Jianwei Miao and colleagues have developed an electron tomography method to image the 3-D structure of a gold nanoparticle at a resolution of 2.4 angstroms. Individual atoms are observed in some regions of the particle and several grains are identified in three dimensions. In the figure, the four three-dimensional grains (green and gold; blue and red) form two pairs of twin boundaries inside the nanoparticle. (Credit: Jianwei Miao/UCLA Physics & Astronomy, CNSI)
In the experiment, a 10-nm-diameter gold nanoparticle was hit with a high-energy electron beam using a scanning transmission electron microscope, generating shadows when the electrons interacted with the atoms of the particle. These shadows provide information about the internal structure of the nanoparticle to a detector placed below the microscope.
The research team found that it was able to reconstruct the internal structure of the nanoparticle as a detailed 3D structure by integrating the data gathered from every single shadow and by acquiring measurement data at 69 different angles.
At present, X-ray crystallography is widely used for viewing 3D molecular structures at atomic-scale resolutions. However, the method can miss some data because it averages the results obtained by measuring millions of virtually identical samples.
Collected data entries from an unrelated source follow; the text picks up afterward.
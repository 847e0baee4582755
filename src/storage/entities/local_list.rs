//! Local authorization list entry

use sea_orm::entity::prelude::*;

#[derive(Clone, Debug, PartialEq, Eq, DeriveEntityModel)]
#[sea_orm(table_name = "local_auth_list")]
pub struct Model {
    #[sea_orm(primary_key, auto_increment = false)]
    pub id_tag: String,
    /// `IdTagInfo` serialized as JSON.
    pub info_json: String,
}

#[derive(Copy, Clone, Debug, EnumIter, DeriveRelation)]
pub enum Relation {}

impl ActiveModelBehavior for ActiveModel {}
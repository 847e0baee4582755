//! OCPP-J message framing
//!
//! Implements the OCPP-J (JSON over WebSocket) transport envelope:
//!
//! - **Call**       `[2, "<uniqueId>", "<action>", {<payload>}]`
//! - **CallResult** `[3, "<uniqueId>", {<payload>}]`
//! - **CallError**  `[4, "<uniqueId>", "<errorCode>", "<errorDescription>", {<errorDetails>}]`

use serde_json::Value;
use std::fmt;

use super::errors::CallErrorCode;

// ── Message-type constants ─────────────────────────────────────

const MSG_TYPE_CALL: u64 = 2;
const MSG_TYPE_CALL_RESULT: u64 = 3;
const MSG_TYPE_CALL_ERROR: u64 = 4;

// ── OcppFrame ──────────────────────────────────────────────────

/// A parsed OCPP-J frame.
#[derive(Debug, Clone)]
pub enum OcppFrame {
    /// `[2, uniqueId, action, payload]`
    Call {
        unique_id: String,
        action: String,
        payload: Value,
    },
    /// `[3, uniqueId, payload]`
    CallResult {
        unique_id: String,
        payload: Value,
    },
    /// `[4, uniqueId, errorCode, errorDescription, errorDetails]`
    CallError {
        unique_id: String,
        error_code: String,
        error_description: String,
        error_details: Value,
    },
}

impl OcppFrame {
    // ── Construction ───────────────────────────────────────

    /// Create a `Call` frame with a fresh v4 UUID as unique id.
    pub fn new_call(action: impl Into<String>, payload: Value) -> Self {
        Self::Call {
            unique_id: uuid::Uuid::new_v4().to_string(),
            action: action.into(),
            payload,
        }
    }

    /// Create a `CallError` response for a given unique id.
    pub fn error_response(
        unique_id: impl Into<String>,
        code: CallErrorCode,
        description: impl Into<String>,
    ) -> Self {
        Self::CallError {
            unique_id: unique_id.into(),
            error_code: code.as_str().to_string(),
            error_description: description.into(),
            error_details: Value::Object(Default::default()),
        }
    }

    // ── Parsing ────────────────────────────────────────────

    /// Parse a raw JSON text into an `OcppFrame`.
    pub fn parse(text: &str) -> Result<Self, OcppFrameError> {
        let arr: Vec<Value> =
            serde_json::from_str(text).map_err(|e| OcppFrameError::InvalidJson(e.to_string()))?;

        if arr.is_empty() {
            return Err(OcppFrameError::EmptyArray);
        }

        let msg_type = arr[0].as_u64().ok_or(OcppFrameError::InvalidMessageType)?;

        match msg_type {
            MSG_TYPE_CALL => Self::parse_call(&arr),
            MSG_TYPE_CALL_RESULT => Self::parse_call_result(&arr),
            MSG_TYPE_CALL_ERROR => Self::parse_call_error(&arr),
            _ => Err(OcppFrameError::UnknownMessageType(msg_type)),
        }
    }

    fn parse_call(arr: &[Value]) -> Result<Self, OcppFrameError> {
        if arr.len() < 4 {
            return Err(OcppFrameError::MissingFields {
                expected: 4,
                got: arr.len(),
            });
        }

        let unique_id = arr[1]
            .as_str()
            .ok_or(OcppFrameError::FieldTypeMismatch("uniqueId must be a string"))?
            .to_string();
        let action = arr[2]
            .as_str()
            .ok_or(OcppFrameError::FieldTypeMismatch("action must be a string"))?
            .to_string();
        let payload = arr[3].clone();

        Ok(Self::Call {
            unique_id,
            action,
            payload,
        })
    }

    fn parse_call_result(arr: &[Value]) -> Result<Self, OcppFrameError> {
        if arr.len() < 3 {
            return Err(OcppFrameError::MissingFields {
                expected: 3,
                got: arr.len(),
            });
        }

        let unique_id = arr[1]
            .as_str()
            .ok_or(OcppFrameError::FieldTypeMismatch("uniqueId must be a string"))?
            .to_string();
        let payload = arr.get(2).cloned().unwrap_or(Value::Object(Default::default()));

        Ok(Self::CallResult { unique_id, payload })
    }

    fn parse_call_error(arr: &[Value]) -> Result<Self, OcppFrameError> {
        if arr.len() < 4 {
            return Err(OcppFrameError::MissingFields {
                expected: 4,
                got: arr.len(),
            });
        }

        let unique_id = arr[1]
            .as_str()
            .ok_or(OcppFrameError::FieldTypeMismatch("uniqueId must be a string"))?
            .to_string();
        let error_code = arr[2].as_str().unwrap_or("InternalError").to_string();
        let error_description = arr
            .get(3)
            .and_then(|v| v.as_str())
            .unwrap_or("")
            .to_string();
        let error_details = arr
            .get(4)
            .cloned()
            .unwrap_or(Value::Object(Default::default()));

        Ok(Self::CallError {
            unique_id,
            error_code,
            error_description,
            error_details,
        })
    }

    // ── Serialization ──────────────────────────────────────

    /// Serialize this frame to a JSON string.
    pub fn serialize(&self) -> String {
        let arr: Value = match self {
            Self::Call {
                unique_id,
                action,
                payload,
            } => Value::Array(vec![
                Value::Number(MSG_TYPE_CALL.into()),
                Value::String(unique_id.clone()),
                Value::String(action.clone()),
                payload.clone(),
            ]),

            Self::CallResult { unique_id, payload } => Value::Array(vec![
                Value::Number(MSG_TYPE_CALL_RESULT.into()),
                Value::String(unique_id.clone()),
                payload.clone(),
            ]),

            Self::CallError {
                unique_id,
                error_code,
                error_description,
                error_details,
            } => Value::Array(vec![
                Value::Number(MSG_TYPE_CALL_ERROR.into()),
                Value::String(unique_id.clone()),
                Value::String(error_code.clone()),
                Value::String(error_description.clone()),
                error_details.clone(),
            ]),
        };

        // serde_json::to_string on a Value never fails
        serde_json::to_string(&arr).unwrap()
    }

    // ── Helpers ────────────────────────────────────────────

    /// Get the unique message id.
    pub fn unique_id(&self) -> &str {
        match self {
            Self::Call { unique_id, .. }
            | Self::CallResult { unique_id, .. }
            | Self::CallError { unique_id, .. } => unique_id,
        }
    }

    /// Returns `true` if this is a `Call` frame.
    pub fn is_call(&self) -> bool {
        matches!(self, Self::Call { .. })
    }

    /// Returns `true` if this is a `CallResult` frame.
    pub fn is_call_result(&self) -> bool {
        matches!(self, Self::CallResult { .. })
    }
}

// ── Errors ─────────────────────────────────────────────────────

/// Errors that can occur when parsing an OCPP-J frame.
#[derive(Debug)]
pub enum OcppFrameError {
    InvalidJson(String),
    EmptyArray,
    InvalidMessageType,
    UnknownMessageType(u64),
    MissingFields { expected: usize, got: usize },
    FieldTypeMismatch(&'static str),
}

impl fmt::Display for OcppFrameError {
    fn fmt(&self, f: &mut fmt::Formatter<'_>) -> fmt::Result {
        match self {
            Self::InvalidJson(msg) => write!(f, "Invalid JSON: {}", msg),
            Self::EmptyArray => write!(f, "Empty OCPP message array"),
            Self::InvalidMessageType => write!(f, "Message type is not a number"),
            Self::UnknownMessageType(t) => write!(f, "Unknown message type: {}", t),
            Self::MissingFields { expected, got } => {
                write!(f, "Expected at least {} fields, got {}", expected, got)
            }
            Self::FieldTypeMismatch(msg) => write!(f, "Field type mismatch: {}", msg),
        }
    }
}

impl std::error::Error for OcppFrameError {}

#[cfg(test)]
mod tests {
    use super::*;

    #[test]
    fn parse_call() {
        let text = r#"[2,"abc123","RemoteStartTransaction",{"idTag":"D5F0B7E1"}]"#;
        let frame = OcppFrame::parse(text).unwrap();
        match frame {
            OcppFrame::Call {
                unique_id,
                action,
                payload,
            } => {
                assert_eq!(unique_id, "abc123");
                assert_eq!(action, "RemoteStartTransaction");
                assert_eq!(payload["idTag"], "D5F0B7E1");
            }
            _ => panic!("Expected Call frame"),
        }
    }

    #[test]
    fn parse_call_result() {
        let text = r#"[3,"abc123",{"status":"Accepted","currentTime":"2024-01-01T00:00:00Z","interval":300}]"#;
        let frame = OcppFrame::parse(text).unwrap();
        match frame {
            OcppFrame::CallResult { unique_id, payload } => {
                assert_eq!(unique_id, "abc123");
                assert_eq!(payload["status"], "Accepted");
            }
            _ => panic!("Expected CallResult frame"),
        }
    }

    #[test]
    fn parse_call_error() {
        let text = r#"[4,"abc123","NotImplemented","Action not supported",{}]"#;
        let frame = OcppFrame::parse(text).unwrap();
        match frame {
            OcppFrame::CallError {
                unique_id,
                error_code,
                error_description,
                ..
            } => {
                assert_eq!(unique_id, "abc123");
                assert_eq!(error_code, "NotImplemented");
                assert_eq!(error_description, "Action not supported");
            }
            _ => panic!("Expected CallError frame"),
        }
    }

    #[test]
    fn new_call_has_uuid() {
        let frame = OcppFrame::new_call("Heartbeat", serde_json::json!({}));
        assert!(frame.is_call());
        assert_eq!(frame.unique_id().len(), 36);
    }

    #[test]
    fn roundtrip_call_error() {
        let frame =
            OcppFrame::error_response("id3", CallErrorCode::FormationViolation, "bad payload");
        let json = frame.serialize();
        let parsed = OcppFrame::parse(&json).unwrap();
        assert_eq!(parsed.unique_id(), "id3");
        match parsed {
            OcppFrame::CallError { error_code, .. } => {
                assert_eq!(error_code, "FormationViolation")
            }
            _ => panic!("Expected CallError frame"),
        }
    }

    #[test]
    fn reject_garbage() {
        assert!(OcppFrame::parse("not json").is_err());
        assert!(OcppFrame::parse("[]").is_err());
        assert!(OcppFrame::parse(r#"[9,"x"]"#).is_err());
        assert!(OcppFrame::parse(r#"[2,"x"]"#).is_err());
    }
}
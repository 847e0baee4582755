//! Certificate store interface
//!
//! Wraps the platform's key/certificate storage and the OpenSSL-level
//! primitives: CSR generation, root install/delete, leaf verification and
//! client-certificate handling for security profile 3.

use async_trait::async_trait;

use crate::support::security::{CertificateHashData, CertificateUse};

#[derive(Debug, Clone, Copy, PartialEq, Eq)]
pub enum InstallRootResult {
    Ok,
    Valid,
    InvalidFormat,
    InvalidCertificateChain,
    Expired,
    CertificateStoreMaxLengthExceeded,
    WriteError,
}

#[derive(Debug, Clone, Copy, PartialEq, Eq)]
pub enum DeleteRootResult {
    Accepted,
    Failed,
    NotFound,
}

#[derive(Debug, Clone, Copy, PartialEq, Eq)]
pub enum CertificateVerificationResult {
    Valid,
    Expired,
    InvalidSignature,
    InvalidChain,
    InvalidCommonName,
    NoCertificateAvailable,
}

#[async_trait]
pub trait CertStore: Send + Sync {
    /// Generate a CSR for the SECC leaf certificate.
    async fn generate_csr(
        &self,
        country: &str,
        state: &str,
        city: &str,
        organization: &str,
        common_name: &str,
    ) -> Result<String, String>;

    async fn install_root(&self, cert_use: CertificateUse, pem: &str) -> InstallRootResult;

    async fn delete_root(
        &self,
        hash: &CertificateHashData,
        security_profile: i32,
    ) -> DeleteRootResult;

    async fn get_root_hashes(&self, cert_use: CertificateUse) -> Vec<CertificateHashData>;

    /// Verify a freshly signed charge point certificate chain against the
    /// station's key and the configured common name.
    async fn verify_chargepoint_cert(&self, chain_pem: &str) -> CertificateVerificationResult;

    /// Verify a firmware signing certificate against the manufacturer root.
    async fn verify_firmware_signing_cert(&self, pem: &str) -> bool;

    /// Seconds until the given chain's leaf expires (negative when already
    /// expired). Drives the profile-3 reconnect-at-expiry timer.
    async fn valid_in(&self, chain_pem: &str) -> i64;

    /// Persist a verified client certificate chain.
    async fn write_client_cert(&self, chain_pem: &str) -> Result<(), String>;

    /// PEM chain + key for the mutual-TLS handshake, when one is installed.
    async fn client_identity(&self) -> Option<(String, String)>;
}
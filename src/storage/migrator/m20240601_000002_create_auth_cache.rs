//! Migration to create auth_cache table

use sea_orm_migration::prelude::*;

#[derive(DeriveMigrationName)]
pub struct Migration;

#[async_trait::async_trait]
impl MigrationTrait for Migration {
    async fn up(&self, manager: &SchemaManager) -> Result<(), DbErr> {
        manager
            .create_table(
                Table::create()
                    .table(AuthCache::Table)
                    .if_not_exists()
                    .col(
                        ColumnDef::new(AuthCache::IdTag)
                            .string_len(20)
                            .not_null()
                            .primary_key(),
                    )
                    .col(ColumnDef::new(AuthCache::InfoJson).string().not_null())
                    .col(
                        ColumnDef::new(AuthCache::CachedAt)
                            .timestamp_with_time_zone()
                            .not_null(),
                    )
                    .to_owned(),
            )
            .await
    }

    async fn down(&self, manager: &SchemaManager) -> Result<(), DbErr> {
        manager
            .drop_table(Table::drop().table(AuthCache::Table).to_owned())
            .await
    }
}

#[derive(Iden)]
enum AuthCache {
    Table,
    IdTag,
    InfoJson,
    CachedAt,
}
impl Dispatcher {
    #[allow(clippy::too_many_arguments)]
    pub fn new(
        device_model: Arc<DeviceModel>,
        queue: Arc<MessageQueue>,
        storage: Arc<dyn Storage>,
        transactions: Arc<TransactionManager>,
        smart_charging: Arc<SmartChargingHandler>,
        boot: Arc<BootCoordinator>,
        cert_store: Arc<dyn CertStore>,
        file_agent: Arc<dyn FileAgent>,
        evse: Arc<dyn EvseDriver>,
        commands: mpsc::UnboundedSender<RuntimeCommand>,
    ) -> Arc<Self> {
        Arc::new_cyclic(|me| Self {
            me: me.clone(),
            device_model,
            queue,
            storage,
            transactions,
            smart_charging,
            boot,
            cert_store,
            file_agent,
            evse,
            commands,
            log_upload: Mutex::new(None),
            last_diagnostics_status: Mutex::new(DiagnosticsStatus::Idle),
            last_firmware_status: Mutex::new(FirmwareStatus::Idle),
        })
    }

    fn me(&self) -> Arc<Self> {
        self.me.upgrade().expect("dispatcher dropped while in use")
    }

    /// Handle one raw frame. Returns the serialized response frame for
    /// Calls; responses to our own Calls route into the queue.
    pub async fn handle(&self, text: &str) -> Option<String> {
        let frame = match OcppFrame::parse(text) {
            Ok(f) => f,
            Err(e) => {
                warn!(error = %e, raw = text, "Unparseable frame");
                return None;
            }
        };

        match frame {
            OcppFrame::Call {
                unique_id,
                action,
                payload,
            } => {
                info!(action = action.as_str(), unique_id = unique_id.as_str(), "Received Call");
                let response = match self.dispatch_call(&action, &payload).await {
                    Ok(payload) => OcppFrame::CallResult { unique_id, payload },
                    Err((code, description)) => {
                        warn!(action = action.as_str(), code = code.as_str(), "Answering CallError");
                        OcppFrame::error_response(unique_id, code, description)
                    }
                };
                Some(response.serialize())
            }
            frame @ (OcppFrame::CallResult { .. } | OcppFrame::CallError { .. }) => {
                self.queue.handle_response(&frame);
                None
            }
        }
    }

    /// Feature profile an action is reported under, for the
    /// `SupportedFeatureProfiles` gate. Security-extension actions are
    /// always admitted.
    fn required_profile(action: &str) -> Option<&'static str> {
        match action {
            "ChangeAvailability" | "ChangeConfiguration" | "ClearCache" | "DataTransfer"
            | "GetConfiguration" | "RemoteStartTransaction" | "RemoteStopTransaction" | "Reset"
            | "UnlockConnector" => Some("Core"),
            "GetDiagnostics" | "UpdateFirmware" => Some("FirmwareManagement"),
            "GetLocalListVersion" | "SendLocalList" => Some("LocalAuthListManagement"),
            "ReserveNow" | "CancelReservation" => Some("Reservation"),
            "SetChargingProfile" | "ClearChargingProfile" | "GetCompositeSchedule" => {
                Some("SmartCharging")
            }
            "TriggerMessage" => Some("RemoteTrigger"),
            _ => None,
        }
    }

    fn is_known_action(action: &str) -> bool {
        matches!(
            action,
            "CancelReservation"
                | "CertificateSigned"
                | "ChangeAvailability"
                | "ChangeConfiguration"
                | "ClearCache"
                | "ClearChargingProfile"
                | "DataTransfer"
                | "DeleteCertificate"
                | "ExtendedTriggerMessage"
                | "GetCompositeSchedule"
                | "GetConfiguration"
                | "GetDiagnostics"
                | "GetInstalledCertificateIds"
                | "GetLocalListVersion"
                | "GetLog"
                | "InstallCertificate"
                | "RemoteStartTransaction"
                | "RemoteStopTransaction"
                | "ReserveNow"
                | "Reset"
                | "SendLocalList"
                | "SetChargingProfile"
                | "SignedUpdateFirmware"
                | "TriggerMessage"
                | "UnlockConnector"
                | "UpdateFirmware"
        )
    }

    async fn dispatch_call(
        &self,
        action: &str,
        payload: &Value,
    ) -> Result<Value, (CallErrorCode, String)> {
        if !Self::is_known_action(action) {
            return Err((
                CallErrorCode::NotSupported,
                format!("Action {} is not supported", action),
            ));
        }

        if let Some(profile) = Self::required_profile(action) {
            let enabled = self.device_model.supported_feature_profiles();
            if !enabled.iter().any(|p| p == profile) {
                return Err((
                    CallErrorCode::NotImplemented,
                    format!("Feature profile {} is not enabled", profile),
                ));
            }
        }

        match action {
            "CancelReservation" => handle_cancel_reservation::handle(&self.me(), payload).await,
            "CertificateSigned" => handle_certificate_signed::handle(&self.me(), payload).await,
            "ChangeAvailability" => handle_change_availability::handle(&self.me(), payload).await,
            "ChangeConfiguration" => handle_change_configuration::handle(&self.me(), payload).await,
            "ClearCache" => handle_clear_cache::handle(&self.me(), payload).await,
            "ClearChargingProfile" => handle_clear_charging_profile::handle(&self.me(), payload).await,
            "DataTransfer" => handle_data_transfer::handle(&self.me(), payload).await,
            "DeleteCertificate" => handle_delete_certificate::handle(&self.me(), payload).await,
            "ExtendedTriggerMessage" => handle_extended_trigger_message::handle(&self.me(), payload).await,
            "GetCompositeSchedule" => handle_get_composite_schedule::handle(&self.me(), payload).await,
            "GetConfiguration" => handle_get_configuration::handle(&self.me(), payload).await,
            "GetDiagnostics" => handle_get_diagnostics::handle(&self.me(), payload).await,
            "GetInstalledCertificateIds" => {
                handle_get_installed_certificate_ids::handle(&self.me(), payload).await
            }
            "GetLocalListVersion" => handle_get_local_list_version::handle(&self.me(), payload).await,
            "GetLog" => handle_get_log::handle(&self.me(), payload).await,
            "InstallCertificate" => handle_install_certificate::handle(&self.me(), payload).await,
            "RemoteStartTransaction" => {
                handle_remote_start_transaction::handle(&self.me(), payload).await
            }
            "RemoteStopTransaction" => handle_remote_stop_transaction::handle(&self.me(), payload).await,
            "ReserveNow" => handle_reserve_now::handle(&self.me(), payload).await,
            "Reset" => handle_reset::handle(&self.me(), payload).await,
            "SendLocalList" => handle_send_local_list::handle(&self.me(), payload).await,
            "SetChargingProfile" => handle_set_charging_profile::handle(&self.me(), payload).await,
            "SignedUpdateFirmware" => handle_update_firmware::handle_signed(&self.me(), payload).await,
            "TriggerMessage" => handle_trigger_message::handle(&self.me(), payload).await,
            "UnlockConnector" => handle_unlock_connector::handle(&self.me(), payload).await,
            "UpdateFirmware" => handle_update_firmware::handle(&self.me(), payload).await,
            _ => unreachable!("known action without handler"),
        }
    }

    /// Emit a SecurityEventNotification unless disabled by configuration.
    pub fn security_event(&self, event: crate::support::security::SecurityEvent, tech_info: Option<String>) {
        if self.device_model.disable_security_event_notifications() {
            return;
        }
        let request = crate::support::security::SecurityEventNotificationRequest {
            event_type: event.as_str().to_string(),
            timestamp: chrono::Utc::now(),
            tech_info,
        };
        self.queue.enqueue(
            "SecurityEventNotification",
            serde_json::to_value(&request).unwrap_or_default(),
            crate::queue::QueueKind::Normal,
        );
    }
}
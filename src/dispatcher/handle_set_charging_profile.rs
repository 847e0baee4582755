//! SetChargingProfile handler

use std::sync::Arc;

use rust_ocpp::v1_6::messages::set_charging_profile::{
    SetChargingProfileRequest, SetChargingProfileResponse,
};
use rust_ocpp::v1_6::types::ChargingProfileStatus;
use serde_json::Value;
use tracing::info;

use crate::smart_charging::handler::ProfileError;
use crate::support::errors::CallErrorCode;

use super::{parse_payload, Dispatcher};

pub async fn handle(
    dispatcher: &Arc<Dispatcher>,
    payload: &Value,
) -> Result<Value, (CallErrorCode, String)> {
    let req: SetChargingProfileRequest = parse_payload(payload)?;

    info!(
        connector_id = req.connector_id,
        profile_id = req.cs_charging_profiles.charging_profile_id,
        purpose = ?req.cs_charging_profiles.charging_profile_purpose,
        "SetChargingProfile"
    );

    let active_transaction = dispatcher
        .transactions
        .active_transaction_id(req.connector_id);

    let status = match dispatcher
        .smart_charging
        .add_profile(req.connector_id, req.cs_charging_profiles, active_transaction)
        .await
    {
        Ok(()) => ChargingProfileStatus::Accepted,
        Err(ProfileError::UnsupportedRateUnit) | Err(ProfileError::TooManyPeriods) => {
            ChargingProfileStatus::NotSupported
        }
        Err(_) => ChargingProfileStatus::Rejected,
    };

    let response = SetChargingProfileResponse { status };
    Ok(serde_json::to_value(&response).unwrap_or_default())
}
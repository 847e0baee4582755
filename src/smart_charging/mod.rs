//! Smart charging
//!
//! Turns the installed charging profiles (three purpose tiers, stacked by
//! priority) into one instantaneous limit curve. `profile` expands a single
//! profile into concrete time slices, `composite` merges slices across
//! tiers into a gap-free schedule, `handler` owns profile storage,
//! validation and the `GetCompositeSchedule` entry point.

pub mod composite;
pub mod handler;
pub mod profile;

pub use handler::SmartChargingHandler;
pub use profile::{calculate_profile, calculate_profile_entry, calculate_start, PeriodEntry};

use chrono::{DateTime, Utc};
use rust_ocpp::v1_6::types::ChargingRateUnitType;
use serde::{Deserialize, Serialize};

/// One period of a computed composite schedule.
///
/// Extends the plain OCPP `ChargingSchedulePeriod` with the stack level the
/// value came from and whether the limit was converted between W and A on
/// the way out.
#[derive(Debug, Clone, PartialEq, Serialize, Deserialize)]
#[serde(rename_all = "camelCase")]
pub struct EnhancedChargingSchedulePeriod {
    pub start_period: i32,
    pub limit: f32,
    #[serde(skip_serializing_if = "Option::is_none")]
    pub number_phases: Option<i32>,
    pub stack_level: i32,
    pub period_transformed: bool,
}

/// A computed composite schedule over a query window.
#[derive(Debug, Clone, PartialEq, Serialize, Deserialize)]
#[serde(rename_all = "camelCase")]
pub struct EnhancedChargingSchedule {
    pub charging_rate_unit: ChargingRateUnitType,
    pub charging_schedule_period: Vec<EnhancedChargingSchedulePeriod>,
    #[serde(skip_serializing_if = "Option::is_none")]
    pub duration: Option<i32>,
    #[serde(skip_serializing_if = "Option::is_none")]
    pub start_schedule: Option<DateTime<Utc>>,
    #[serde(skip_serializing_if = "Option::is_none")]
    pub min_charging_rate: Option<f32>,
}

/// Station-wide defaults applied where no profile governs and used for
/// W/A conversion.
#[derive(Debug, Clone, Copy)]
pub struct CompositeDefaults {
    pub limit_amps: f32,
    pub limit_watts: f32,
    pub number_phases: i32,
    pub supply_voltage: f32,
}

impl Default for CompositeDefaults {
    fn default() -> Self {
        Self {
            limit_amps: 48.0,
            limit_watts: 33120.0,
            number_phases: 3,
            supply_voltage: 230.0,
        }
    }
}
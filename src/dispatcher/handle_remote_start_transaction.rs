//! RemoteStartTransaction handler

use std::sync::Arc;

use rust_ocpp::v1_6::messages::remote_start_transaction::{
    RemoteStartTransactionRequest, RemoteStartTransactionResponse,
};
use serde_json::Value;
use tracing::info;

use crate::support::errors::CallErrorCode;

use super::{parse_payload, Dispatcher};

pub async fn handle(
    dispatcher: &Arc<Dispatcher>,
    payload: &Value,
) -> Result<Value, (CallErrorCode, String)> {
    let req: RemoteStartTransactionRequest = parse_payload(payload)?;

    info!(id_tag = req.id_tag.as_str(), connector_id = ?req.connector_id, "RemoteStartTransaction");

    let status = dispatcher.transactions.remote_start_transaction(
        req.connector_id.map(|c| c as i32),
        &req.id_tag,
        req.charging_profile,
    );

    let response = RemoteStartTransactionResponse { status };
    Ok(serde_json::to_value(&response).unwrap_or_default())
}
The X-ray crystallography technique can measure the structures of perfect crystals. In this experiment, the ULCA team was able to image the structure of the non-crystalline gold nanoparticle in 3D at 2.4 Å resolution. The gold nanoparticle had numerous different crystal grains, wherein atoms were arranged in delicately different patterns. Miao informed that the study of non-crystalline materials is significant because slight differences in structures can drastically modify a material’s electronic properties.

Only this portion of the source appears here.